C Programming Optimization for Embedded SoC Applications

Publisher:千变万化Latest update time:2012-04-26 Source: 21ic Keywords:Embedded Reading articles on mobile phones Scan QR code
Read articles on your mobile phone anytime, anywhere

When developing programs to run on embedded processor cores within SoCs, engineers have two main goals: run them fast enough to minimize the processor frequency; and consume as little memory as possible to minimize memory overhead.

The importance of these two factors may vary from project to project. Two key factors greatly influence the design team's ability to meet these goals: how well the compiler that develops the source code optimizes the code, and the programming style used to develop the source code. This article will discuss these two factors in depth and offer some suggestions for creating small and fast C programs.

Compiler Principles

Compilers usually consist of two parts: the front end and the back end. The front end usually refers to the syntax and semantics processing process, and the back end usually refers to optimization, code generation, and optimization processes for specific processors. Many good compiler back ends rely on multiple layers of intermediate representations (IR). Optimization and code generation pass the intermediate representation step by step from high level (syntax of type input program) to low level. Processor-independent optimizations generally tend to be implemented on higher IR levels early in the compilation process, while processor-specific optimizations generally tend to be implemented on lower-level IRs later in the compilation process. Information is passed down through different IR layers, so that low-level optimizations can make full use of high-level information processed by the compiler early.

Tensilica's XCC/C++ compiler for its Xtensa configurable processors and Diamond standard processors includes four basic optimization levels, from -O0 to -O3, corresponding to increasing optimization levels. Table 1 describes these levels and their corresponding code size and internal procedure analysis (IPA). By default, the XCC compiler optimizes one file at a time, but it can also perform internal procedure analysis (by adding the IPA compile option). When optimizing the entire application over multiple source files, the optimization will be delayed until after the link step.
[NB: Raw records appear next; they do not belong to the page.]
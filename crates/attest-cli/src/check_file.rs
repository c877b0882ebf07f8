//! Check files: the YAML surface describing one probabilistic check.

use anyhow::{bail, Context};
use attest_core::config::{BudgetEnvelope, HarnessConfig, TestIntent, ThresholdOrigin};
use attest_core::engine::inputs::{InputSource, StaticInputSource, UnitInputSource};
use serde::Deserialize;
use std::path::{Path, PathBuf};

pub const SUPPORTED_CHECK_VERSION: u32 = 1;

#[derive(Debug, Deserialize)]
#[serde(deny_unknown_fields)]
pub struct CheckFile {
    pub version: u32,
    /// Use-case identifier; also names the measured spec.
    pub use_case: String,
    /// SUT command line; exit status 0 counts the sample as a success.
    pub command: Vec<String>,
    /// Input tuples appended to the command, cycled per sample.
    #[serde(default)]
    pub inputs: Vec<Vec<String>>,
    /// Persisted execution spec backing this check.
    #[serde(default)]
    pub spec: Option<PathBuf>,
    #[serde(default)]
    pub samples: Option<u64>,
    #[serde(default)]
    pub min_pass_rate: Option<f64>,
    #[serde(default)]
    pub threshold_confidence: Option<f64>,
    #[serde(default)]
    pub confidence: Option<f64>,
    #[serde(default)]
    pub min_detectable_effect: Option<f64>,
    #[serde(default)]
    pub power: Option<f64>,
    #[serde(default)]
    pub intent: Option<String>,
    #[serde(default)]
    pub threshold_origin: Option<String>,
    #[serde(default)]
    pub contract_ref: Option<String>,
    #[serde(default)]
    pub budget: Option<BudgetEnvelope>,
}

pub fn load_check(path: &Path) -> anyhow::Result<CheckFile> {
    let raw = std::fs::read_to_string(path)
        .with_context(|| format!("failed to read check file {}", path.display()))?;
    let check: CheckFile = serde_yaml::from_str(&raw)
        .with_context(|| format!("failed to parse check file {}", path.display()))?;
    if check.version != SUPPORTED_CHECK_VERSION {
        bail!(
            "unsupported check file version {} (supported: {SUPPORTED_CHECK_VERSION})",
            check.version
        );
    }
    if check.command.is_empty() {
        bail!("check file {} declares no command", path.display());
    }
    Ok(check)
}

impl CheckFile {
    pub fn harness_config(&self) -> anyhow::Result<HarnessConfig> {
        let intent = match &self.intent {
            None => TestIntent::default(),
            Some(raw) => TestIntent::parse(raw)
                .with_context(|| format!("intent must be verification or smoke, got '{raw}'"))?,
        };
        let threshold_origin = match &self.threshold_origin {
            None => ThresholdOrigin::default(),
            Some(raw) => ThresholdOrigin::parse(raw).with_context(|| {
                format!("threshold_origin must be empirical, sla, slo, policy, or unspecified, got '{raw}'")
            })?,
        };
        Ok(HarnessConfig {
            samples: self.samples,
            min_pass_rate: self.min_pass_rate,
            threshold_confidence: self.threshold_confidence,
            confidence: self.confidence,
            min_detectable_effect: self.min_detectable_effect,
            power: self.power,
            intent,
            threshold_origin,
            contract_ref: self.contract_ref.clone(),
            budget: self.budget.clone().unwrap_or_default(),
        })
    }

    /// The declared inputs as a hashed factor source, or a unit source when
    /// the command takes none.
    pub fn input_source(&self) -> Box<dyn InputSource> {
        if self.inputs.is_empty() {
            Box::new(UnitInputSource::new(format!("{}-unit", self.use_case)))
        } else {
            Box::new(StaticInputSource::new(
                format!("{}-inputs", self.use_case),
                self.inputs
                    .iter()
                    .map(|row| row.iter().map(|v| serde_json::Value::String(v.clone())).collect())
                    .collect(),
            ))
        }
    }
}
//! Machine-readable run summary.
//!
//! One JSON document per run: schema version, coarse exit code, reason code,
//! verdict block, counts, budget usage, and provenance.

use crate::engine::driver::RunReport;
use serde::{Deserialize, Serialize};
use std::path::Path;

pub const SCHEMA_VERSION: u32 = 1;

/// Exit code: 0 = pass, 1 = verdict fail, 2 = configuration error.
pub const EXIT_SUCCESS: i32 = 0;
pub const EXIT_VERDICT_FAIL: i32 = 1;
pub const EXIT_CONFIG_ERROR: i32 = 2;

#[derive(Debug, Clone, Serialize, Deserialize)]
pub struct RunSummary {
    pub schema_version: u32,
    pub exit_code: i32,
    /// Stable machine-readable reason, e.g. `E_VERDICT_FAIL`.
    pub reason_code: String,
    #[serde(skip_serializing_if = "Option::is_none")]
    pub message: Option<String>,
    #[serde(skip_serializing_if = "Option::is_none")]
    pub verdict: Option<VerdictBlock>,
    pub termination: String,
    #[serde(skip_serializing_if = "Option::is_none")]
    pub termination_details: Option<String>,
    pub samples: SampleCounts,
    pub budget: BudgetUsage,
    pub provenance: Provenance,
}

#[derive(Debug, Clone, Serialize, Deserialize)]
pub struct VerdictBlock {
    pub passed: bool,
    pub observed_rate: f64,
    pub threshold: f64,
    #[serde(skip_serializing_if = "Option::is_none")]
    pub confidence: Option<f64>,
    #[serde(skip_serializing_if = "Option::is_none")]
    pub false_positive_probability: Option<f64>,
    pub shortfall: f64,
    pub statistically_sound: bool,
    pub forced_failure: bool,
}

#[derive(Debug, Clone, Serialize, Deserialize)]
pub struct SampleCounts {
    pub planned: u64,
    pub executed: u64,
    pub successes: u64,
    pub failures: u64,
}

#[derive(Debug, Clone, Serialize, Deserialize)]
pub struct BudgetUsage {
    pub elapsed_ms: u64,
    pub tokens_used: u64,
}

#[derive(Debug, Clone, Serialize, Deserialize)]
pub struct Provenance {
    pub attest_version: String,
    #[serde(skip_serializing_if = "Option::is_none")]
    pub spec_id: Option<String>,
    #[serde(skip_serializing_if = "Option::is_none")]
    pub factor_hash: Option<String>,
}

impl RunSummary {
    pub fn from_report(report: &RunReport, spec_id: Option<String>) -> Self {
        let (exit_code, reason_code, message) = match &report.verdict {
            Some(v) if v.passed => (EXIT_SUCCESS, String::new(), None),
            Some(v) => (
                EXIT_VERDICT_FAIL,
                "E_VERDICT_FAIL".to_string(),
                Some(v.interpretation.clone()),
            ),
            None => (EXIT_SUCCESS, String::new(), None),
        };

        Self {
            schema_version: SCHEMA_VERSION,
            exit_code,
            reason_code,
            message,
            verdict: report.verdict.as_ref().map(|v| VerdictBlock {
                passed: v.passed,
                observed_rate: v.observed_rate,
                threshold: v.threshold.value,
                confidence: v.threshold.confidence(),
                false_positive_probability: v.false_positive_probability,
                shortfall: v.shortfall(),
                statistically_sound: v.threshold.is_statistically_sound,
                forced_failure: report.forced_failure,
            }),
            termination: report.termination.as_str().to_string(),
            termination_details: report.termination_details.clone(),
            samples: SampleCounts {
                planned: report.samples_planned,
                executed: report.samples_executed,
                successes: report.successes,
                failures: report.failures,
            },
            budget: BudgetUsage {
                elapsed_ms: report.elapsed_ms,
                tokens_used: report.tokens_used,
            },
            provenance: Provenance {
                attest_version: env!("CARGO_PKG_VERSION").to_string(),
                spec_id,
                factor_hash: None,
            },
        }
    }

    pub fn with_factor_hash(mut self, hash: Option<String>) -> Self {
        self.provenance.factor_hash = hash;
        self
    }
}

pub fn write_summary(summary: &RunSummary, out: &Path) -> anyhow::Result<()> {
    let json = serde_json::to_string_pretty(summary)?;
    std::fs::write(out, json)?;
    Ok(())
}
Table 2 describes a partial list of optimizations supported by current compilers (including the XCC compiler).

The XCC compiler can also make use of the performance analysis data generated by the compilation. The performance analysis feedback can help the compiler reduce the delay of branch jumps. In addition, the feedback allows the compiler to insert only the most commonly used functions (inline) and properly handle the problem of register overflow in commonly used code sections. Therefore, performance analysis feedback allows the XCC compiler to perform normal optimizations everywhere, while also speeding up by optimizing critical parts of the application.

Some useful C coding rules

To get the best performance from the compiler, the programmer needs to think like a compiler and understand the relationship between the C language and the target processor. The following basic principles can help all embedded programmers get much better performance compiled code without much effort.
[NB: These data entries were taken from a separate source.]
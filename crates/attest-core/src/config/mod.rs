//! Resolved harness configuration.
//!
//! Origin (check file, environment, property overrides) is flattened into a
//! plain immutable record before the run starts; nothing in the engine reads
//! the environment after that point.

pub mod approach;
pub mod overrides;

use crate::model::OperationalApproach;
use serde::{Deserialize, Serialize};

pub const DEFAULT_MAX_EXAMPLE_FAILURES: usize = 5;

/// Whether the run is sized to verify an SLA or is an explicitly undersized
/// smoke check.
#[derive(Debug, Clone, Copy, PartialEq, Eq, Serialize, Deserialize, Default)]
#[serde(rename_all = "snake_case")]
pub enum TestIntent {
    #[default]
    Verification,
    Smoke,
}

impl TestIntent {
    pub fn parse(s: &str) -> Option<Self> {
        match s {
            "verification" => Some(Self::Verification),
            "smoke" => Some(Self::Smoke),
            _ => None,
        }
    }

    pub fn as_str(&self) -> &'static str {
        match self {
            Self::Verification => "verification",
            Self::Smoke => "smoke",
        }
    }
}

/// Where the pass threshold comes from.
#[derive(Debug, Clone, Copy, PartialEq, Eq, Serialize, Deserialize, Default)]
#[serde(rename_all = "snake_case")]
pub enum ThresholdOrigin {
    Empirical,
    Sla,
    Slo,
    Policy,
    #[default]
    Unspecified,
}

impl ThresholdOrigin {
    pub fn parse(s: &str) -> Option<Self> {
        match s {
            "empirical" => Some(Self::Empirical),
            "sla" => Some(Self::Sla),
            "slo" => Some(Self::Slo),
            "policy" => Some(Self::Policy),
            "unspecified" => Some(Self::Unspecified),
            _ => None,
        }
    }
}

/// Policy for a sample that raises something other than an assertion
/// failure.
#[derive(Debug, Clone, Copy, PartialEq, Eq, Serialize, Deserialize, Default)]
#[serde(rename_all = "snake_case")]
pub enum OnException {
    /// Count the sample as a failure and keep going.
    #[default]
    FailSample,
    /// Stop the run immediately.
    AbortTest,
}

impl OnException {
    pub fn parse(s: &str) -> Option<Self> {
        match s {
            "fail_sample" => Some(Self::FailSample),
            "abort_test" => Some(Self::AbortTest),
            _ => None,
        }
    }
}

/// Policy once a time or token budget is exhausted.
#[derive(Debug, Clone, Copy, PartialEq, Eq, Serialize, Deserialize, Default)]
#[serde(rename_all = "snake_case")]
pub enum OnBudgetExhausted {
    /// Force the verdict to FAIL regardless of observed counts.
    #[default]
    Fail,
    /// Let the verdict evaluator judge the counts observed so far.
    EvaluatePartial,
}

impl OnBudgetExhausted {
    pub fn parse(s: &str) -> Option<Self> {
        match s {
            "fail" => Some(Self::Fail),
            "evaluate_partial" => Some(Self::EvaluatePartial),
            _ => None,
        }
    }
}

/// Declared rate limits; the scheduler honors the most restrictive.
#[derive(Debug, Clone, Default, PartialEq, Eq, Serialize, Deserialize)]
pub struct PacingConfig {
    #[serde(default, skip_serializing_if = "Option::is_none")]
    pub max_requests_per_hour: Option<u32>,
    #[serde(default, skip_serializing_if = "Option::is_none")]
    pub max_requests_per_minute: Option<u32>,
    #[serde(default, skip_serializing_if = "Option::is_none")]
    pub max_requests_per_second: Option<u32>,
    #[serde(default, skip_serializing_if = "Option::is_none")]
    pub min_ms_per_sample: Option<u64>,
}

/// Resource envelope and failure policies for one run.
#[derive(Debug, Clone, PartialEq, Serialize, Deserialize)]
pub struct BudgetEnvelope {
    #[serde(default, skip_serializing_if = "Option::is_none")]
    pub time_budget_ms: Option<u64>,
    #[serde(default, skip_serializing_if = "Option::is_none")]
    pub token_budget: Option<u64>,
    /// Fixed per-sample token charge; when unset, samples record their own
    /// usage through the sample context.
    #[serde(default, skip_serializing_if = "Option::is_none")]
    pub token_charge: Option<u64>,
    #[serde(default)]
    pub on_budget_exhausted: OnBudgetExhausted,
    #[serde(default)]
    pub on_exception: OnException,
    #[serde(default = "default_max_example_failures")]
    pub max_example_failures: usize,
    /// Log the statistical derivation alongside the verdict.
    #[serde(default)]
    pub transparent_stats: bool,
    #[serde(default)]
    pub pacing: PacingConfig,
}

fn default_max_example_failures() -> usize {
    DEFAULT_MAX_EXAMPLE_FAILURES
}

impl Default for BudgetEnvelope {
    fn default() -> Self {
        Self {
            time_budget_ms: None,
            token_budget: None,
            token_charge: None,
            on_budget_exhausted: OnBudgetExhausted::default(),
            on_exception: OnException::default(),
            max_example_failures: DEFAULT_MAX_EXAMPLE_FAILURES,
            transparent_stats: false,
            pacing: PacingConfig::default(),
        }
    }
}

/// The declared knobs, after override resolution but before approach
/// classification. `None` means "not set".
#[derive(Debug, Clone, Default, PartialEq, Serialize, Deserialize)]
pub struct HarnessConfig {
    #[serde(default, skip_serializing_if = "Option::is_none")]
    pub samples: Option<u64>,
    #[serde(default, skip_serializing_if = "Option::is_none")]
    pub min_pass_rate: Option<f64>,
    #[serde(default, skip_serializing_if = "Option::is_none")]
    pub threshold_confidence: Option<f64>,
    #[serde(default, skip_serializing_if = "Option::is_none")]
    pub confidence: Option<f64>,
    #[serde(default, skip_serializing_if = "Option::is_none")]
    pub min_detectable_effect: Option<f64>,
    #[serde(default, skip_serializing_if = "Option::is_none")]
    pub power: Option<f64>,
    #[serde(default)]
    pub intent: TestIntent,
    #[serde(default)]
    pub threshold_origin: ThresholdOrigin,
    #[serde(default, skip_serializing_if = "Option::is_none")]
    pub contract_ref: Option<String>,
    #[serde(default)]
    pub budget: BudgetEnvelope,
}

/// Output of the approach resolver: the classified, validated configuration
/// a driver runs with.
#[derive(Debug, Clone, PartialEq, Serialize, Deserialize)]
pub struct ResolvedConfiguration {
    pub approach: OperationalApproach,
    /// `None` until the power analysis fills it in (confidence-first only).
    pub samples: Option<u64>,
    pub min_pass_rate: Option<f64>,
    pub threshold_confidence: Option<f64>,
    pub confidence: Option<f64>,
    pub min_detectable_effect: Option<f64>,
    pub power: Option<f64>,
    pub spec_driven: bool,
    pub specless: bool,
    pub intent: TestIntent,
    pub threshold_origin: ThresholdOrigin,
    #[serde(default, skip_serializing_if = "Option::is_none")]
    pub contract_ref: Option<String>,
    pub budget: BudgetEnvelope,
}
1. Observe the compiled code

It is impossible to fully understand how the compiler compiles all the code. If the XCC compiler is set with the -S or -save-temps compilation option, the compilation will produce assembly output and some comments added for understanding. For those codes with high performance requirements, you can observe whether the compilation results meet your expectations. If not, please consider the following rules.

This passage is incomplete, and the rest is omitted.